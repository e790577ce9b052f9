// rill-vm - Bytecode compiler and virtual machine for the Rill scripting language
// Copyright (c) 2025 Tom Waddington. MIT licensed.

//! Interpreter duplication.
//!
//! A duplicate gets an independent global table with deep-cloned arrays,
//! objects, functions and iterators. The sharing graph is preserved: each
//! container is cloned once, keyed by identity, so two globals aliasing one
//! array alias one (new) array in the duplicate. Prototypes are immutable
//! after compilation and are shared, as are native handlers and the builtin
//! registry. Closed upvalue values are cloned; duplication only runs between
//! invocations, when no open cells can exist, so a stale open cell closes
//! over null.

use std::cell::RefCell;
use std::collections::HashMap;
use std::rc::Rc;

use indexmap::IndexMap;

use crate::value::{ArrayRef, Function, ObjectRef, Value, ValueIter};
use crate::vm::upvalue::Upvalue;
use crate::vm::Vm;

impl Vm {
    /// Deep-clone this interpreter's configuration and globals into a new,
    /// idle instance. Execution state is not carried over.
    pub fn duplicate(&self) -> Vm {
        let mut dup = Vm::new(Rc::clone(&self.builtins));
        dup.max_frames = self.max_frames;
        dup.inst_limit = self.inst_limit;
        dup.trace_hook = self.trace_hook.clone();

        let mut memo = CloneMemo::default();
        for (name, value) in &self.globals {
            dup.globals.insert(name.clone(), memo.clone_value(value));
        }
        dup
    }
}

/// Identity-keyed memo so the clone preserves aliasing and terminates on
/// reference cycles.
#[derive(Default)]
struct CloneMemo {
    arrays: HashMap<*const ArrayRef, Rc<ArrayRef>>,
    objects: HashMap<*const ObjectRef, Rc<ObjectRef>>,
    functions: HashMap<*const Function, Rc<Function>>,
    upvalues: HashMap<*const Upvalue, Rc<Upvalue>>,
    iterators: HashMap<*const RefCell<ValueIter>, Rc<RefCell<ValueIter>>>,
}

impl CloneMemo {
    fn clone_value(&mut self, value: &Value) -> Value {
        match value {
            Value::Null | Value::Bool(_) | Value::Number(_) | Value::Str(_) | Value::Error(_) => {
                value.clone()
            }
            Value::Array(array) => Value::Array(self.clone_array(array)),
            Value::Object(object) => Value::Object(self.clone_object(object)),
            Value::Function(func) => Value::Function(self.clone_function(func)),
            Value::Iterator(iter) => Value::Iterator(self.clone_iterator(iter)),
        }
    }

    fn clone_array(&mut self, array: &Rc<ArrayRef>) -> Rc<ArrayRef> {
        let key = Rc::as_ptr(array);
        if let Some(existing) = self.arrays.get(&key) {
            return Rc::clone(existing);
        }
        let clone = Rc::new(ArrayRef::new(Vec::new()));
        clone.set_read_only(array.is_read_only());
        self.arrays.insert(key, Rc::clone(&clone));
        let elements: Vec<Value> = array
            .elements
            .borrow()
            .iter()
            .map(|element| self.clone_value(element))
            .collect();
        *clone.elements.borrow_mut() = elements;
        clone
    }

    fn clone_object(&mut self, object: &Rc<ObjectRef>) -> Rc<ObjectRef> {
        let key = Rc::as_ptr(object);
        if let Some(existing) = self.objects.get(&key) {
            return Rc::clone(existing);
        }
        let clone = Rc::new(ObjectRef::new(IndexMap::new()));
        clone.set_read_only(object.is_read_only());
        self.objects.insert(key, Rc::clone(&clone));
        let fields: IndexMap<String, Value> = object
            .fields
            .borrow()
            .iter()
            .map(|(name, value)| (name.clone(), self.clone_value(value)))
            .collect();
        *clone.fields.borrow_mut() = fields;
        clone
    }

    fn clone_function(&mut self, func: &Rc<Function>) -> Rc<Function> {
        let key = Rc::as_ptr(func);
        if let Some(existing) = self.functions.get(&key) {
            return Rc::clone(existing);
        }
        let clone = Rc::new(Function {
            proto: func.proto.clone(),
            upvalues: RefCell::new(Vec::new()),
            native: func.native.clone(),
            name: func.name.clone(),
            source: func.source.clone(),
        });
        // Memoise before walking upvalues: a closure can be reachable from
        // its own captured cells.
        self.functions.insert(key, Rc::clone(&clone));
        let cells: Vec<Rc<Upvalue>> = func
            .upvalues
            .borrow()
            .iter()
            .map(|cell| self.clone_upvalue(cell))
            .collect();
        *clone.upvalues.borrow_mut() = cells;
        clone
    }

    fn clone_upvalue(&mut self, cell: &Rc<Upvalue>) -> Rc<Upvalue> {
        let key = Rc::as_ptr(cell);
        if let Some(existing) = self.upvalues.get(&key) {
            return Rc::clone(existing);
        }
        let clone = Rc::new(Upvalue::closed(Value::Null));
        self.upvalues.insert(key, Rc::clone(&clone));
        let value = self.clone_value(&cell.closed_value());
        clone.set(&mut [], value);
        clone
    }

    fn clone_iterator(&mut self, iter: &Rc<RefCell<ValueIter>>) -> Rc<RefCell<ValueIter>> {
        let key = Rc::as_ptr(iter);
        if let Some(existing) = self.iterators.get(&key) {
            return Rc::clone(existing);
        }
        let clone = match &*iter.borrow() {
            ValueIter::Array { array, index } => ValueIter::Array {
                array: self.clone_array(array),
                index: *index,
            },
            ValueIter::Object {
                object,
                keys,
                index,
            } => ValueIter::Object {
                object: self.clone_object(object),
                keys: keys.clone(),
                index: *index,
            },
        };
        let clone = Rc::new(RefCell::new(clone));
        self.iterators.insert(key, Rc::clone(&clone));
        clone
    }
}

Directions for this task. Every record above is to be written out exactly.

Output of the task.
repository e790577ce9b052f9
// rill-vm - Bytecode compiler and virtual machine for the Rill scripting language
// Copyright (c) 2025 Tom Waddington. MIT licensed.

//! Interpreter duplication.
//!
//! A duplicate gets an independent global table with deep-cloned arrays,
//! objects, functions and iterators. The sharing graph is preserved: each
//! container is cloned once, keyed by identity, so two globals aliasing one
//! array alias one (new) array in the duplicate. Prototypes are immutable
//! after compilation and are shared, as are native handlers and the builtin
//! registry. Closed upvalue values are cloned; duplication only runs between
//! invocations, when no open cells can exist, so a stale open cell closes
//! over null.

use std::cell::RefCell;
use std::collections::HashMap;
use std::rc::Rc;

use indexmap::IndexMap;

use crate::value::{ArrayRef, Function, ObjectRef, Value, ValueIter};
use crate::vm::upvalue::Upvalue;
use crate::vm::Vm;

impl Vm {
    /// Deep-clone this interpreter's configuration and globals into a new,
    /// idle instance. Execution state is not carried over.
    pub fn duplicate(&self) -> Vm {
        let mut dup = Vm::new(Rc::clone(&self.builtins));
        dup.max_frames = self.max_frames;
        dup.inst_limit = self.inst_limit;
        dup.trace_hook = self.trace_hook.clone();

        let mut memo = CloneMemo::default();
        for (name, value) in &self.globals {
            dup.globals.insert(name.clone(), memo.clone_value(value));
        }
        dup
    }
}

/// Identity-keyed memo so the clone preserves aliasing and terminates on
/// reference cycles.
#[derive(Default)]
struct CloneMemo {
    arrays: HashMap<*const ArrayRef, Rc<ArrayRef>>,
    objects: HashMap<*const ObjectRef, Rc<ObjectRef>>,
    functions: HashMap<*const Function, Rc<Function>>,
    upvalues: HashMap<*const Upvalue, Rc<Upvalue>>,
    iterators: HashMap<*const RefCell<ValueIter>, Rc<RefCell<ValueIter>>>,
}

impl CloneMemo {
    fn clone_value(&mut self, value: &Value) -> Value {
        match value {
            Value::Null | Value::Bool(_) | Value::Number(_) | Value::Str(_) | Value::Error(_) => {
                value.clone()
            }
            Value::Array(array) => Value::Array(self.clone_array(array)),
            Value::Object(object) => Value::Object(self.clone_object(object)),
            Value::Function(func) => Value::Function(self.clone_function(func)),
            Value::Iterator(iter) => Value::Iterator(self.clone_iterator(iter)),
        }
    }

    fn clone_array(&mut self, array: &Rc<ArrayRef>) -> Rc<ArrayRef> {
        let key = Rc::as_ptr(array);
        if let Some(existing) = self.arrays.get(&key) {
            return Rc::clone(existing);
        }
        let clone = Rc::new(ArrayRef::new(Vec::new()));
        clone.set_read_only(array.is_read_only());
        self.arrays.insert(key, Rc::clone(&clone));
        let elements: Vec<Value> = array
            .elements
            .borrow()
            .iter()
            .map(|element| self.clone_value(element))
            .collect();
        *clone.elements.borrow_mut() = elements;
        clone
    }

    fn clone_object(&mut self, object: &Rc<ObjectRef>) -> Rc<ObjectRef> {
        let key = Rc::as_ptr(object);
        if let Some(existing) = self.objects.get(&key) {
            return Rc::clone(existing);
        }
        let clone = Rc::new(ObjectRef::new(IndexMap::new()));
        clone.set_read_only(object.is_read_only());
        self.objects.insert(key, Rc::clone(&clone));
        let fields: IndexMap<String, Value> = object
            .fields
            .borrow()
            .iter()
            .map(|(name, value)| (name.clone(), self.clone_value(value)))
            .collect();
        *clone.fields.borrow_mut() = fields;
        clone
    }

    fn clone_function(&mut self, func: &Rc<Function>) -> Rc<Function> {
        let key = Rc::as_ptr(func);
        if let Some(existing) = self.functions.get(&key) {
            return Rc::clone(existing);
        }
        let clone = Rc::new(Function {
            proto: func.proto.clone(),
            upvalues: RefCell::new(Vec::new()),
            native: func.native.clone(),
            name: func.name.clone(),
            source: func.source.clone(),
        });
        // Memoise before walking upvalues: a closure can be reachable from
        // its own captured cells.
        self.functions.insert(key, Rc::clone(&clone));
        let cells: Vec<Rc<Upvalue>> = func
            .upvalues
            .borrow()
            .iter()
            .map(|cell| self.clone_upvalue(cell))
            .collect();
        *clone.upvalues.borrow_mut() = cells;
        clone
    }

    fn clone_upvalue(&mut self, cell: &Rc<Upvalue>) -> Rc<Upvalue> {
        let key = Rc::as_ptr(cell);
        if let Some(existing) = self.upvalues.get(&key) {
            return Rc::clone(existing);
        }
        let clone = Rc::new(Upvalue::closed(Value::Null));
        self.upvalues.insert(key, Rc::clone(&clone));
        let value = self.clone_value(&cell.closed_value());
        clone.set(&mut [], value);
        clone
    }

    fn clone_iterator(&mut self, iter: &Rc<RefCell<ValueIter>>) -> Rc<RefCell<ValueIter>> {
        let key = Rc::as_ptr(iter);
        if let Some(existing) = self.iterators.get(&key) {
            return Rc::clone(existing);
        }
        let clone = match &*iter.borrow() {
            ValueIter::Array { array, index } => ValueIter::Array {
                array: self.clone_array(array),
                index: *index,
            },
            ValueIter::Object {
                object,
                keys,
                index,
            } => ValueIter::Object {
                object: self.clone_object(object),
                keys: keys.clone(),
                index: *index,
            },
        };
        let clone = Rc::new(RefCell::new(clone));
        self.iterators.insert(key, Rc::clone(&clone));
        clone
    }
}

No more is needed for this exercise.